--- PROBLEM DESCRIPTION ---
All lines in the material with the string "objects" should be listed.

--- RECORDED DATA ---
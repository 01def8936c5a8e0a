use rusqlite::{Connection, OptionalExtension, Result};

/// Single slot the setup editor is persisted under.
pub const DRAFT_KEY: &str = "interview-notes-draft";

pub fn load_draft(conn: &Connection, key: &str) -> Result<Option<String>> {
    conn.query_row(
        "SELECT content FROM drafts WHERE key = ?",
        [key],
        |row| row.get(0),
    )
    .optional()
}

pub fn save_draft(conn: &Connection, key: &str, content: &str) -> Result<()> {
    let updated_at = chrono::Utc::now().timestamp();
    conn.execute(
        "INSERT INTO drafts (key, content, updated_at) VALUES (?1, ?2, ?3)
         ON CONFLICT(key) DO UPDATE SET content = excluded.content, updated_at = excluded.updated_at",
        rusqlite::params![key, content, updated_at],
    )?;
    Ok(())
}

#[cfg(test)]
mod tests {
    use super::*;
    use crate::db::run_migrations;

    fn conn() -> Connection {
        let mut conn = Connection::open_in_memory().unwrap();
        run_migrations(&mut conn).unwrap();
        conn
    }

    #[test]
    fn test_missing_draft_is_none() {
        assert_eq!(load_draft(&conn(), DRAFT_KEY).unwrap(), None);
    }

    #[test]
    fn test_save_then_load() {
        let conn = conn();
        save_draft(&conn, DRAFT_KEY, "Event loop phases").unwrap();
        assert_eq!(
            load_draft(&conn, DRAFT_KEY).unwrap().as_deref(),
            Some("Event loop phases")
        );
    }

    #[test]
    fn test_save_overwrites_single_row() {
        let conn = conn();
        save_draft(&conn, DRAFT_KEY, "first").unwrap();
        save_draft(&conn, DRAFT_KEY, "").unwrap();

        assert_eq!(load_draft(&conn, DRAFT_KEY).unwrap().as_deref(), Some(""));
        let rows: i64 = conn
            .query_row("SELECT COUNT(*) FROM drafts", [], |row| row.get(0))
            .unwrap();
        assert_eq!(rows, 1);
    }

    #[test]
    fn test_draft_survives_reopen() {
        let temp_dir = tempfile::tempdir().unwrap();
        {
            let conn = crate::db::init_db(temp_dir.path()).unwrap();
            save_draft(&conn, DRAFT_KEY, "## Closures\n- capture by move").unwrap();
        }
        let conn = crate::db::init_db(temp_dir.path()).unwrap();
        assert_eq!(
            load_draft(&conn, DRAFT_KEY).unwrap().as_deref(),
            Some("## Closures\n- capture by move")
        );
    }
}
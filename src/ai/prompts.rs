//! Prompt templates for the three model exchanges.

use crate::models::{ConfidenceLevel, DifficultyLevel, Question, OPTION_COUNT};
use serde_json::{json, Value};

pub const QUIZ_SYSTEM: &str =
    "You are a senior technical interviewer writing multiple-choice questions. Respond ONLY with valid JSON.";
pub const TUTOR_SYSTEM: &str =
    "You are a patient technical interview coach. Guide the student Socratically and use markdown for code.";
pub const SUMMARY_SYSTEM: &str =
    "You write concise, well-structured study guides in Markdown for engineers preparing for interviews.";

/// Switches that shape the quiz prompt.
#[derive(Debug, Clone, Copy, PartialEq, Eq)]
pub struct GenerationOptions {
    /// Ask the model to tag each question as `logic` or `conceptual`.
    pub tag_question_kind: bool,
}

impl Default for GenerationOptions {
    fn default() -> Self {
        Self {
            tag_question_kind: true,
        }
    }
}

/// What the tutor should know about the learner's session.
#[derive(Debug, Clone, PartialEq)]
pub struct ClarificationContext {
    pub difficulty: DifficultyLevel,
    pub topics: Vec<String>,
    pub answered_correctly: bool,
    pub chosen_option: Option<String>,
    pub confidence: Option<ConfidenceLevel>,
    pub score: usize,
    pub total: usize,
}

/// JSON schema for the quiz reply: an array of question objects.
pub fn quiz_schema(count: usize, options: GenerationOptions) -> Value {
    let mut properties = json!({
        "question": { "type": "string" },
        "options": {
            "type": "array",
            "items": { "type": "string" },
            "minItems": OPTION_COUNT,
            "maxItems": OPTION_COUNT
        },
        "correctAnswerIndex": {
            "type": "integer",
            "minimum": 0,
            "maximum": OPTION_COUNT - 1
        },
        "explanation": { "type": "string" },
        "codeExample": { "type": "string" }
    });
    let mut required = vec!["question", "options", "correctAnswerIndex", "explanation"];
    if options.tag_question_kind {
        properties["type"] = json!({ "type": "string", "enum": ["logic", "conceptual"] });
        required.push("type");
    }

    json!({
        "type": "array",
        "minItems": count,
        "maxItems": count,
        "items": {
            "type": "object",
            "properties": properties,
            "required": required
        }
    })
}

pub fn difficulty_guidance(difficulty: DifficultyLevel) -> &'static str {
    match difficulty {
        DifficultyLevel::Junior => {
            "Focus on foundational concepts, standard syntax, and basic problem-solving expected of a Junior Developer."
        }
        DifficultyLevel::Medium => {
            "Focus on design patterns, intermediate concepts, performance considerations, and industry practices."
        }
        DifficultyLevel::Senior => {
            "Focus on high-level architecture, scalability, complex edge cases, and advanced optimization."
        }
    }
}

pub fn quiz_prompt(
    source_text: &str,
    difficulty: DifficultyLevel,
    count: usize,
    options: GenerationOptions,
) -> String {
    let type_field = if options.tag_question_kind {
        ",\n        \"type\": \"logic\" | \"conceptual\""
    } else {
        ""
    };
    let type_rule = if options.tag_question_kind {
        "\n5. Classify each question with \"type\": \"logic\" when it requires reasoning about code or behaviour, \"conceptual\" when it tests definitions or theory."
    } else {
        ""
    };

    format!(
        r#"Based on the following technical study material, generate a technical interview quiz.

Material:
{source_text}

Target Difficulty: {difficulty}
Guidance: {guidance}

Requirements:
1. Generate exactly {count} multiple-choice questions.
2. Every question has exactly {OPTION_COUNT} options and exactly one correct option.
3. "correctAnswerIndex" is the 0-based index of the correct option (0 to {max_index}).
4. Provide a detailed explanation, and a Markdown-fenced code example in "codeExample" when it helps (use an empty string otherwise).{type_rule}

Respond ONLY with a JSON array (no markdown, no extra text) of objects shaped like:
[
    {{
        "question": string,
        "options": [string, string, string, string],
        "correctAnswerIndex": integer,
        "explanation": string,
        "codeExample": string{type_field}
    }}
]
"#,
        difficulty = difficulty.label(),
        guidance = difficulty_guidance(difficulty),
        max_index = OPTION_COUNT - 1,
    )
}

pub fn clarification_prompt(
    question: &Question,
    user_query: &str,
    context: &ClarificationContext,
) -> String {
    let outcome = if context.answered_correctly {
        "answered this question correctly"
    } else {
        "answered this question incorrectly"
    };
    let chosen = context.chosen_option.as_deref().unwrap_or("(no answer)");
    let confidence = context
        .confidence
        .map(|c| c.label())
        .unwrap_or("not recorded");
    let topics = if context.topics.is_empty() {
        "(none)".to_string()
    } else {
        context
            .topics
            .iter()
            .map(|t| format!("- {}", t))
            .collect::<Vec<_>>()
            .join("\n")
    };

    format!(
        r#"A student is reviewing a quiz question and needs further clarification.

Session:
- Level: {difficulty}
- Running score: {score}/{total}
- Topics covered in this quiz:
{topics}

Question: {question}
Correct Answer: {correct}
Original Explanation: {explanation}

The student {outcome}. They chose: {chosen}. Stated confidence: {confidence}.

Student's specific question: "{user_query}"

Task: Respond Socratically. Start from what the student seems to believe, point out the step where their reasoning breaks (or confirm why it holds), then explain the concept clearly. Use markdown for any code snippets and stay focused on the technical concept behind their question."#,
        difficulty = context.difficulty.label(),
        score = context.score,
        total = context.total,
        question = question.question,
        correct = question.correct_option(),
        explanation = question.explanation,
    )
}

pub fn summary_prompt(questions: &[Question], difficulty: DifficultyLevel) -> String {
    let context = questions
        .iter()
        .map(|q| format!("Concept: {}\nKey Detail: {}", q.question, q.explanation))
        .collect::<Vec<_>>()
        .join("\n\n");

    format!(
        r#"Based on the following quiz topics and explanations, create a study guide in Markdown format.

Target Level: {difficulty}

Content Context:
{context}

Requirements:
1. Start with a title like "# Interview Mastery Guide: [Topics Name]".
2. Use clear Markdown headings (##, ###) and organize concepts logically.
3. For each topic provide:
   - **Mental hook**: a memorable one-line analogy.
   - **Recall cue**: a short trigger phrase to remember it under pressure.
   - **Senior usage note**: how an experienced engineer applies or discusses it.
4. End with one merged code example that ties the overall patterns of the quiz together.
5. Keep it professional, concise, and scannable."#,
        difficulty = difficulty.label(),
    )
}

#[cfg(test)]
mod tests {
    use super::*;
    use crate::models::sample_question;

    #[test]
    fn test_quiz_prompt_embeds_material_and_constraints() {
        let prompt = quiz_prompt(
            "Closures capture their environment.",
            DifficultyLevel::Senior,
            5,
            GenerationOptions::default(),
        );
        assert!(prompt.contains("Closures capture their environment."));
        assert!(prompt.contains("Senior Developer"));
        assert!(prompt.contains(difficulty_guidance(DifficultyLevel::Senior)));
        assert!(prompt.contains("exactly 5 multiple-choice questions"));
        assert!(prompt.contains("exactly 4 options"));
        assert!(prompt.contains("\"type\""));
    }

    #[test]
    fn test_quiz_schema_shape() {
        let schema = quiz_schema(5, GenerationOptions::default());
        assert_eq!(schema["type"], "array");
        assert_eq!(schema["minItems"], 5);
        assert_eq!(schema["maxItems"], 5);
        let item = &schema["items"];
        assert_eq!(item["properties"]["options"]["minItems"], 4);
        assert_eq!(item["properties"]["correctAnswerIndex"]["maximum"], 3);
        assert_eq!(item["properties"]["type"]["enum"][1], "conceptual");
        assert!(item["required"].as_array().unwrap().contains(&json!("type")));
    }

    #[test]
    fn test_quiz_schema_without_kind_tagging() {
        let schema = quiz_schema(
            3,
            GenerationOptions {
                tag_question_kind: false,
            },
        );
        assert!(schema["items"]["properties"].get("type").is_none());
        assert!(!schema["items"]["required"]
            .as_array()
            .unwrap()
            .contains(&json!("type")));
    }

    #[test]
    fn test_quiz_prompt_without_kind_tagging() {
        let prompt = quiz_prompt(
            "notes",
            DifficultyLevel::Junior,
            10,
            GenerationOptions {
                tag_question_kind: false,
            },
        );
        assert!(!prompt.contains("\"type\""));
        assert!(prompt.contains("\"codeExample\""));
    }

    #[test]
    fn test_clarification_prompt_includes_session_context() {
        let question = sample_question(0, 1);
        let context = ClarificationContext {
            difficulty: DifficultyLevel::Medium,
            topics: vec!["Question 1?".to_string(), "Question 2?".to_string()],
            answered_correctly: false,
            chosen_option: Some("Option A".to_string()),
            confidence: Some(ConfidenceLevel::High),
            score: 1,
            total: 2,
        };
        let prompt = clarification_prompt(&question, "Why not A?", &context);
        assert!(prompt.contains("Correct Answer: Option B"));
        assert!(prompt.contains("answered this question incorrectly"));
        assert!(prompt.contains("They chose: Option A"));
        assert!(prompt.contains("Stated confidence: high"));
        assert!(prompt.contains("Running score: 1/2"));
        assert!(prompt.contains("- Question 2?"));
        assert!(prompt.contains("\"Why not A?\""));
    }

    #[test]
    fn test_summary_prompt_lists_every_question() {
        let questions = vec![sample_question(0, 0), sample_question(1, 1)];
        let prompt = summary_prompt(&questions, DifficultyLevel::Junior);
        assert!(prompt.contains("Concept: Question 1?\nKey Detail: Because of reason 1."));
        assert!(prompt.contains("Concept: Question 2?"));
        assert!(prompt.contains("Mental hook"));
        assert!(prompt.contains("Recall cue"));
        assert!(prompt.contains("Senior usage note"));
    }
}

--- RESPONSE ---
/// JSON schema for the quiz reply: an array of question objects.
Respond ONLY with a JSON array (no markdown, no extra text) of objects shaped like:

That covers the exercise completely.